[Stored data entries]
//! MPR-6ZHMAUT Line Protocol Library
//!
//! This crate provides parsing and encoding for the RS-232 control protocol
//! of the Monoprice MPR-6ZHMAUT six-zone amplifier. Up to three units share
//! one serial bus and are addressed by the first digit of a two-digit zone
//! code.
//!
//! # Architecture
//!
//! - [`ZoneCode`] addresses one physical zone (`"11"` ..= `"36"`)
//! - [`Param`] and [`ParamValue`] describe one of the ten zone parameters
//! - [`ZoneParams`] is the fixed-width 20-character zone status blob
//! - [`Request`] encodes the four request frames, and the `parse_*`
//!   functions in [`frame`] decode the matching responses
//!
//! # Example
//!
//! ```rust
//! use mpr_protocol::{frame, EncodeCommand, Param, Request, ZoneCode};
//!
//! let zone: ZoneCode = "11".parse().unwrap();
//! let request = Request::QueryParam { zone, param: Param::VO };
//! assert_eq!(request.encode(), b"?11VO\r\n");
//!
//! let value = frame::parse_param_response(zone, Param::VO, b"#>11VO13\r\r\n").unwrap();
//! assert_eq!(value.as_str(), "13");
//! ```

pub mod error;
pub mod frame;
pub mod param;
pub mod zone;

pub use error::{ParseError, ProtocolError};
pub use frame::{Request, RequestCodec, RequestLine, AMP_TERMINATOR, ZONE_TERMINATOR};
pub use param::{Param, ParamValue, ZoneParams, BLOB_LEN};
pub use zone::{ZoneCode, MAX_AMPS, ZONES_PER_AMP};

/// Trait for codecs that parse an incoming byte stream
pub trait ProtocolCodec {
    /// The command type produced by this codec
    type Command;

    /// Push raw bytes into the codec's buffer
    fn push_bytes(&mut self, data: &[u8]);

    /// Try to extract the next complete command from the buffer
    fn next_command(&mut self) -> Option<Self::Command>;

    /// Clear the internal buffer
    fn clear(&mut self);
}

/// Trait for commands that can be encoded to bytes
pub trait EncodeCommand {
    /// Encode this command to its wire format
    fn encode(&self) -> Vec<u8>;
}

/// Render bytes with control characters escaped, for traffic logs
pub fn escape_bytes(data: &[u8]) -> String {
    data.iter()
        .flat_map(|&b| std::ascii::escape_default(b))
        .map(char::from)
        .collect()
}

#[cfg(test)]
mod tests {
    use super::*;

    #[test]
    fn test_escape_bytes() {
        assert_eq!(escape_bytes(b"?11\r\n"), "?11\\r\\n");
        assert_eq!(escape_bytes(b">11VO08"), ">11VO08");
    }
}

**Task:** All lines of the data that hold "error" need to be copied.

**Answer area:**
pub mod error;
pub use error::{ParseError, ProtocolError};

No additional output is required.